Непредставимое – это все-таки то, что мы представляем или пытаемся представить, но оно не вмещается в наше представление, не переводится в доступный, сформированный образ. Представить – это значит что-то неясное, ограниченное или затемненное должно выйти на свет пред-ставления, быть поставлено прямо перед тем, кто его представляет, во всей ясности (М. Хайдеггер). Представление нуждается в субъекте представления, кто-то ведь должен пережить непредставимость абсолютного Зла.

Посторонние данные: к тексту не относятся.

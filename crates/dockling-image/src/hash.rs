//! Content digest computation and verification.
//!
//! Validates that downloaded blobs hash to the digest they were requested by.

use sha2::{Digest, Sha256, Sha512};

use crate::error::RegistryFailure;
use crate::manifest::LayerDigest;

/// Computes the `sha256:<hex>` digest of `bytes`.
#[must_use]
pub fn sha256_digest(bytes: &[u8]) -> LayerDigest {
    LayerDigest::from_computed(format!("sha256:{:x}", Sha256::digest(bytes)))
}

/// Checks that `bytes` hash to `expected`.
///
/// `sha256` and `sha512` digests are verified; content addressed with any
/// other algorithm is accepted unverified.
///
/// # Errors
///
/// Returns [`RegistryFailure::DigestMismatch`] if the hashes differ.
pub fn verify_digest(expected: &LayerDigest, bytes: &[u8]) -> Result<(), RegistryFailure> {
    let actual = match expected.algorithm() {
        "sha256" => format!("{:x}", Sha256::digest(bytes)),
        "sha512" => format!("{:x}", Sha512::digest(bytes)),
        other => {
            tracing::warn!(algorithm = other, digest = %expected, "unsupported digest algorithm, skipping verification");
            return Ok(());
        }
    };

    if actual.eq_ignore_ascii_case(expected.hex()) {
        tracing::debug!(digest = %expected, "digest verified");
        Ok(())
    } else {
        Err(RegistryFailure::DigestMismatch {
            expected: expected.to_string(),
            actual: format!("{}:{actual}", expected.algorithm()),
        })
    }
}
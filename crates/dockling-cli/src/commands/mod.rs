//! CLI command definitions and dispatch.

pub mod run;

use clap::{Parser, Subcommand};

/// Dockling — run a command inside a container image.
#[derive(Parser, Debug)]
#[command(name = "dockling", version, about, long_about = None)]
pub struct Cli {
    /// Subcommand to execute.
    #[command(subcommand)]
    pub command: Command,
}

/// Available CLI subcommands.
#[derive(Subcommand, Debug)]
pub enum Command {
    /// Run a command inside a freshly populated container root.
    Run(run::RunArgs),
}

/// Dispatches the parsed CLI command to its handler.
///
/// Returns the exit code the process should terminate with.
///
/// # Errors
///
/// Returns an error if the command fails before the container command
/// produced an exit status.
pub fn execute(cli: Cli) -> anyhow::Result<i32> {
    match cli.command {
        Command::Run(args) => run::execute(args),
    }
}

Невозможное – это совершенно иное, это то, что не могло случиться, но случилось; сила его воздействия на нас так велика, потому что такое не должно было быть, оно абсолютно невозможно (даже как воображаемое Событие).

абсолютно невозможно

Главное, что остается в позиции Адорно как метафизика и негативного диалектика, это мышление, как если бы было возможно мыслить то, что произошло, мыслить из невозможности самого мышления. Ведь для произошедшего нет никаких разумных оснований (нет оправдания). Во всяком случае, для Адорно время «после Освенцима» является свидетельством конца европейской культуры, означает падение всех и всяческих ценностей. Последняя часть «Негативной диалектики» производит достаточно странное впечатление; там неожиданным образом сочетаются вопросы метафизики с чрезвычайно личным экзистенциальным отношением к теме «Освенцима» и, по сути дела, приговором всей западной культуре. Адорно повторяет: «После Освенцима любое слово, в котором слышатся возвышенные нотки, лишается права на существование»[181].

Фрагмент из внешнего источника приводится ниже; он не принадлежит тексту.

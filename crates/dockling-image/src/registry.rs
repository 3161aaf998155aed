//! Registry HTTP client.
//!
//! Speaks the subset of the registry v2 protocol needed to pull an image:
//! an anonymous pull token, the manifest, and the layer blobs. Every call is
//! a single blocking attempt; nothing is retried.

use std::fmt;

use dockling_common::config::{DocklingConfig, RegistryConfig};
use dockling_common::constants::USER_AGENT;
use dockling_common::types::Platform;
use reqwest::blocking::{Client, RequestBuilder, Response};

use crate::error::{ImageError, ImageResult, RegistryFailure};
use crate::hash;
use crate::manifest::{self, LayerDigest, Manifest, ManifestDocument};

/// Bearer token granting pull access to one repository.
///
/// Short-lived and never persisted. Its `Debug` output does not reveal it.
#[derive(Clone, PartialEq, Eq)]
pub struct AuthToken(String);

impl AuthToken {
    /// Wraps a raw token string.
    #[must_use]
    pub fn new(token: impl Into<String>) -> Self {
        Self(token.into())
    }

    /// Returns the raw token for use in an `Authorization` header.
    #[must_use]
    pub fn as_str(&self) -> &str {
        &self.0
    }
}

impl fmt::Debug for AuthToken {
    fn fmt(&self, f: &mut fmt::Formatter<'_>) -> fmt::Result {
        f.write_str("AuthToken(<redacted>)")
    }
}

/// Blocking client for one registry.
#[derive(Debug, Clone)]
pub struct RegistryClient {
    http: Client,
    config: RegistryConfig,
    platform: Platform,
}

impl RegistryClient {
    /// Builds a client for the registry described by `config`.
    ///
    /// # Errors
    ///
    /// Returns [`ImageError::Client`] if the HTTP client cannot be built
    /// (for example when no TLS backend is available).
    pub fn new(config: &DocklingConfig) -> ImageResult<Self> {
        let http = Client::builder()
            .user_agent(USER_AGENT)
            .timeout(config.registry.request_timeout())
            .build()
            .map_err(|source| ImageError::Client { source })?;
        Ok(Self {
            http,
            config: config.registry.clone(),
            platform: config.platform.clone(),
        })
    }

    /// Obtains an anonymous pull token for `repository`.
    ///
    /// # Errors
    ///
    /// Returns [`ImageError::Auth`] if the request fails, the body is not a
    /// JSON object, or it carries no string `token` (nor `access_token`).
    pub fn fetch_token(&self, repository: &str) -> ImageResult<AuthToken> {
        let auth_error = |source| ImageError::Auth {
            repository: repository.to_string(),
            source,
        };

        let scope = format!("repository:{repository}:pull");
        let request = self.http.get(&self.config.auth_url).query(&[
            ("service", self.config.auth_service.as_str()),
            ("scope", scope.as_str()),
        ]);
        tracing::debug!(url = %self.config.auth_url, %scope, "requesting pull token");

        let body = read_body(request, &self.config.auth_url).map_err(auth_error)?;
        let object = manifest::decode_object(&body, "token response").map_err(auth_error)?;

        // Some registries only send the OAuth2 spelling.
        let field = if !object.contains_key("token") && object.contains_key("access_token") {
            "access_token"
        } else {
            "token"
        };
        let token: String = manifest::field(&object, field).map_err(auth_error)?;

        tracing::info!(repository, "obtained pull token");
        Ok(AuthToken(token))
    }

    /// Fetches the manifest of `repository` at `reference` (tag or digest).
    ///
    /// A manifest list is resolved to the entry for the configured platform,
    /// which is then fetched by digest.
    ///
    /// # Errors
    ///
    /// Returns [`ImageError::Manifest`] on network failure, non-success
    /// status, a body that does not decode, no entry for the platform, or a
    /// manifest list nested in another.
    pub fn fetch_manifest(
        &self,
        repository: &str,
        reference: &str,
        token: &AuthToken,
    ) -> ImageResult<Manifest> {
        let manifest_error = |source: RegistryFailure| ImageError::Manifest {
            repository: repository.to_string(),
            reference: reference.to_string(),
            source,
        };

        let manifest = match self
            .get_manifest(repository, reference, token)
            .map_err(manifest_error)?
        {
            ManifestDocument::Image(manifest) => manifest,
            ManifestDocument::Index(entries) => {
                let entry =
                    manifest::select_platform(&entries, &self.platform).map_err(manifest_error)?;
                tracing::debug!(
                    platform = %self.platform,
                    digest = %entry.digest,
                    "resolved manifest list entry"
                );
                match self
                    .get_manifest(repository, entry.digest.as_str(), token)
                    .map_err(manifest_error)?
                {
                    ManifestDocument::Image(manifest) => manifest,
                    ManifestDocument::Index(_) => {
                        return Err(manifest_error(RegistryFailure::NestedIndex {
                            digest: entry.digest.to_string(),
                        }));
                    }
                }
            }
        };

        tracing::info!(
            repository,
            reference,
            layers = manifest.len(),
            format = ?manifest.format,
            "fetched manifest"
        );
        Ok(manifest)
    }

    /// Downloads the blob `digest` of `repository` and verifies its content.
    ///
    /// The caller attaches the layer index when turning a failure into an
    /// [`ImageError::BlobFetch`].
    ///
    /// # Errors
    ///
    /// Returns a [`RegistryFailure`] on network failure, non-success status,
    /// or when the bytes do not hash to `digest`.
    pub fn fetch_blob(
        &self,
        repository: &str,
        digest: &LayerDigest,
        token: &AuthToken,
    ) -> Result<Vec<u8>, RegistryFailure> {
        let url = format!(
            "{}/v2/{repository}/blobs/{digest}",
            self.config.registry_base()
        );
        tracing::debug!(%url, "fetching blob");

        let request = self.http.get(&url).bearer_auth(token.as_str());
        let bytes = read_body(request, &url)?;
        hash::verify_digest(digest, &bytes)?;

        tracing::debug!(%digest, size = bytes.len(), "fetched blob");
        Ok(bytes)
    }

    fn get_manifest(
        &self,
        repository: &str,
        reference: &str,
        token: &AuthToken,
    ) -> Result<ManifestDocument, RegistryFailure> {
        let url = format!(
            "{}/v2/{repository}/manifests/{reference}",
            self.config.registry_base()
        );
        tracing::debug!(%url, "fetching manifest");

        let request = self
            .http
            .get(&url)
            .bearer_auth(token.as_str())
            .header(reqwest::header::ACCEPT, manifest::accept_header());
        let body = read_body(request, &url)?;
        ManifestDocument::decode(&body)
    }
}

/// Sends `request` and returns the body of a successful response.
fn read_body(request: RequestBuilder, url: &str) -> Result<Vec<u8>, RegistryFailure> {
    let transport = |source| RegistryFailure::Transport {
        url: url.to_string(),
        source,
    };
    let response: Response = request.send().map_err(transport)?;

    let status = response.status();
    if !status.is_success() {
        return Err(RegistryFailure::Status {
            url: url.to_string(),
            status: status.as_u16(),
        });
    }

    response.bytes().map(|b| b.to_vec()).map_err(transport)
}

Но что такое возвышенное? Это все-таки требует новых пояснений. К возвышенному чувству часто относят пафос, экстаз, подъем внутренних сил, воодушевление, т. е. такое психологическое состояние или столь сильную эмоцию, которая превышает наши возможности ею управлять или ее сдерживать. Это чувство непосредственное, наивное и естественное, реакция, усиливающая наши витальные силы, поддерживающая жизненный тонус и т. п. Другое дело, как выразить это состояние (в каком материале, какими средствами)? Возвышенное – это высшая эмоция, такое ощущение полноты бытия (существования), пускай только на мгновение, что в этом состоянии человек не чувствует более ни желаний, ни их нехватки. Но в этом эмоциональном пике чувств скрыта хрупкость мгновения. В обратном движении, в падении, которое мгновенно его разрушает, мы теряем человеческое достоинство, гордость, доверие, естественность и много других сопутствующих качеств личности, позволяющих ей сохранять себя. Но как только это высшее человеческое чувство подвергается уничтожению, человеческое заканчивается; так узники нацистских лагерей смерти, оказываясь жертвами беспрецедентного террора и повседневного ужаса, навсегда лишались возвышенных чувств, т. е. человеческого самоощущения. Кант понимал под возвышенным чувством совсем иное – как раз преодоление могущества Природы силой Разума. Другими словами, он предполагал, что возвышенное чувство может служить критерием человечности.

Возвышенное – это всегда что-то вроде чувственно-эмоционального взрыва, «острие, уходящее в небо, возносящее нас…», кантовский соборный шпиль (часы). Возвышенное (чувство) дает энергию любой форме проявления героического, внутри него есть ядро – «отношение к смерти», нравственный коррелят героического подвига. Вот почему, когда смерть перестает быть возвышенной, т. е. человеческой, и становится скотской (массовым убийством), вместе с ней гибнет и человеческое. Мы теперь, «после Освенцима», знаем, что смерть оказывается избавлением от «смертельного страха», который делает человека беспомощной и совершенно раздавленной жертвой террора, просто «трупом», который застревает в промежуточном пространстве случайной жизни между нечеловеческим и остатками человеческого: «Суждение „смерть всегда одинакова“ так же абстрактно, как и неистинно; значение имеет все, даже физическая природа. Новым кошмаром смерть стала в лагерях; со времен Освенцима смертью называется страх; ужаснее бояться, чем умереть, страх ужаснее, чем смерть»[182].